Una scena del film "Secretary"

Ma quale gender equality, i millennial americani vogliono il capo maschio

Simonetta Sciandivasci
Secondo un recente studio di Harvard, gli adolescenti, tanto maschi quanto femmine, continuano a preferire gli uomini ai posti di comando. Il cambiamento di stato dei pregiudizi "sessisti", insomma, sembra non essere avvenuto, nonostante il discreto numero di anni dedicati all’educazione alla parità e alle virtù delle donne manager.

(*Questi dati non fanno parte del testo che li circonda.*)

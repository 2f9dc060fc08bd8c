//! The `ActionModel` trait and the data it consumes and produces.

use eph_core::{ActuationLimits, AgentId, BodyState, Obstacle, Tick, Torus, Vec2};
use eph_perception::{Percept, Perception};

use crate::PredictiveModel;

// ── Inputs ────────────────────────────────────────────────────────────────────

/// Read-only state shared by every agent's decision in one tick.
///
/// Built once per tick by `eph-sim`; no agent can mutate anything it
/// borrows.
#[derive(Clone, Copy)]
pub struct TickContext<'a> {
    pub tick:       Tick,
    /// Integration step, seconds.
    pub dt:         f64,
    pub torus:      &'a Torus,
    pub obstacles:  &'a [Obstacle],
    pub perception: &'a Perception,
    pub limits:     ActuationLimits,
    /// The loaded predictive model, if any.
    pub predictor:  Option<&'a dyn PredictiveModel>,
}

/// One agent's view of the world this tick.
#[derive(Clone, Debug)]
pub struct PerceptionFrame<'a> {
    pub agent:              AgentId,
    pub ego:                BodyState,
    pub desired_velocity:   Vec2,
    /// Personal precision scalar multiplying the safety term.
    pub personal_precision: f64,
    /// Neighbours considered by this agent (excluding itself).
    pub neighbors:          &'a [BodyState],
    pub percept:            Percept,
    /// Previous tick's action; the optimizer starts here.
    pub warm_start:         Vec2,
}

// ── Outputs ───────────────────────────────────────────────────────────────────

/// Per-agent scalars produced alongside the action.
#[derive(Clone, Copy, Debug, Default, PartialEq)]
pub struct Diagnostics {
    /// Objective value at the returned action.
    pub efe:                   f64,
    /// Mean composed haze used for precision.
    pub haze:                  f64,
    /// Surprise term at the returned action, 0 when no model was used.
    pub surprise:              f64,
    /// Projected-gradient norm at the last iterate.
    pub grad_norm:             f64,
    pub iterations:            u32,
    /// `false` when `max_iter` ran out above the gradient threshold.
    pub converged:             bool,
    /// The predictive model was requested but not available.
    pub predictor_unavailable: bool,
}

#[derive(Clone, Copy, Debug, Default, PartialEq)]
pub struct Decision {
    /// World-frame acceleration, each component within `±u_max`.
    pub action:      Vec2,
    pub diagnostics: Diagnostics,
}

// ── ActionModel ───────────────────────────────────────────────────────────────

/// Pluggable per-agent action selection.
///
/// The simulation may call `decide_action` for many agents in parallel, so
/// implementations must be `Send + Sync` and keep no per-agent mutable state;
/// anything carried across ticks (like the warm start) lives in the agent
/// store and arrives through the frame.
pub trait ActionModel: Send + Sync + 'static {
    /// Choose this tick's action.  Must never fail: degenerate inputs yield a
    /// bounded action and flags in [`Diagnostics`].
    fn decide_action(&self, frame: &PerceptionFrame<'_>, ctx: &TickContext<'_>) -> Decision;

    /// Short label for logs.
    fn name(&self) -> &'static str {
        "custom"
    }
}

Quando si accuccia per farsi sculacciare dal suo capo, in “Secretary” (film del 2002), Maggie Gyllenhaal ha il volto illuminato dalla soddisfazione che Emma Bovary si suicidò per non essere riuscita a trovare. La stessa luce che s’irradia dallo sguardo di Mariangela Melato, in “Travolti da un insolito destino nell’azzurro mare di agosto” (1974), quando si scopre innamorata di Giannini, marinaio comunista, per il quale “la fimmina è il trastullo del masculo lavoratore” e al quale si concede, con devozione – diventata di recente sinonimo di sottomissione -, mandando al diavolo tutte le sue posizioni progressiste da ricca industriale socialdemocratica. Improbabile che la gender equality non abbia attecchito sui teenager americani per colpa delle devianze indotte da questi due film, ma qualcosa dev’essere successo se, secondo un recente studio di Harvard, gli adolescenti, tanto maschi quanto femmine, continuano a preferire gli uomini ai posti di comando.

 

Qualche dettaglio in più (per dovere di cronaca, non per ferire Laura Boldrini): la metà delle ragazze e dei ragazzi intervistati, preferisce che le donne dirigano settori tradizionalmente femminili, come l’istruzione dei bambini, mentre l’altra metà si dichiara indifferente al genere; tre quinti delle ragazze bianche preferiscono che siano i loro compagni e non le loro compagne a guidare le associazioni studentesche; due maschi su cinque dichiarano di preferire leader politici uomini.

 

Il cambiamento di stato dei pregiudizi sessisti (scusate il termine), insomma, sembra non essere avvenuto, nonostante il discreto numero di anni dedicati all’educazione alla parità e alle virtù delle donne manager (l’ultima tutto fumo e niente arrosto è stata Diane Keaton in “Baby Boom” – era il 1987 - che si faceva spappolare il cuore e ammortizzare la sindrome di Burn Out da un mocciosetto capitatole in adozione forzata per una serie di sfortunati eventi: dopodiché sono fiorite solo le Samantha Jones, ape regina di “Sex and The City” che si concede lussi femminili come piangere tre secondi in ascensore per un colloquio andato male).

 

Ai dati sulle nuove generazioni di americani, che hanno lasciato a bocca aperta analisti e classe dirigente, corrisponde un andamento sociale dove le quote rosa annaspano: sebbene negli Stati Uniti la metà della forza lavoro sia costituita da donne, in testa alle grandi aziende c’è solo il 5 per cento di loro e i seggi rosa del Congresso coprono un risicato 19 per cento.

 

[**Video_box_2**]Secondo Marianne Cooper, sociologa dell’Istituto Clayman per gli studi di genere della Stanford University, il problema, in coppia di fatto con l’atavico pregiudizio secondo cui una donna che fa carriera o è un’inetta o ha il pisello, è “la nostra percezione di chi sia un leader e di quali qualità debba avere: autorità, decisionismo e aggressività, cioè caratteri che tendiamo ad attribuire agli uomini”.

 

Può darsi che questi millennial, a dispetto del nome avveniristico, siano incagliati in stereotipi retrivi (è stato rilevato anche che sono favorevoli al matrimonio e detestano il sesso occasionale) e che su di loro il lavoro da fare per seminare la gender equality, nonostante la costante esposizione al trasversalismo dei ruoli, sarà duro. Volendo osare, tuttavia, si potrebbe anche pensare che ai millennial e in particolare alle millennial, sia propria quella luce di Mariangela Melato e Maggie Gyllenhaal, ben felici di mollare ai maschi la leadership, semplicemente perché la leadership è una gran rottura di palle e il vero protagonista, almeno ogni tanto, è chi sa demandare.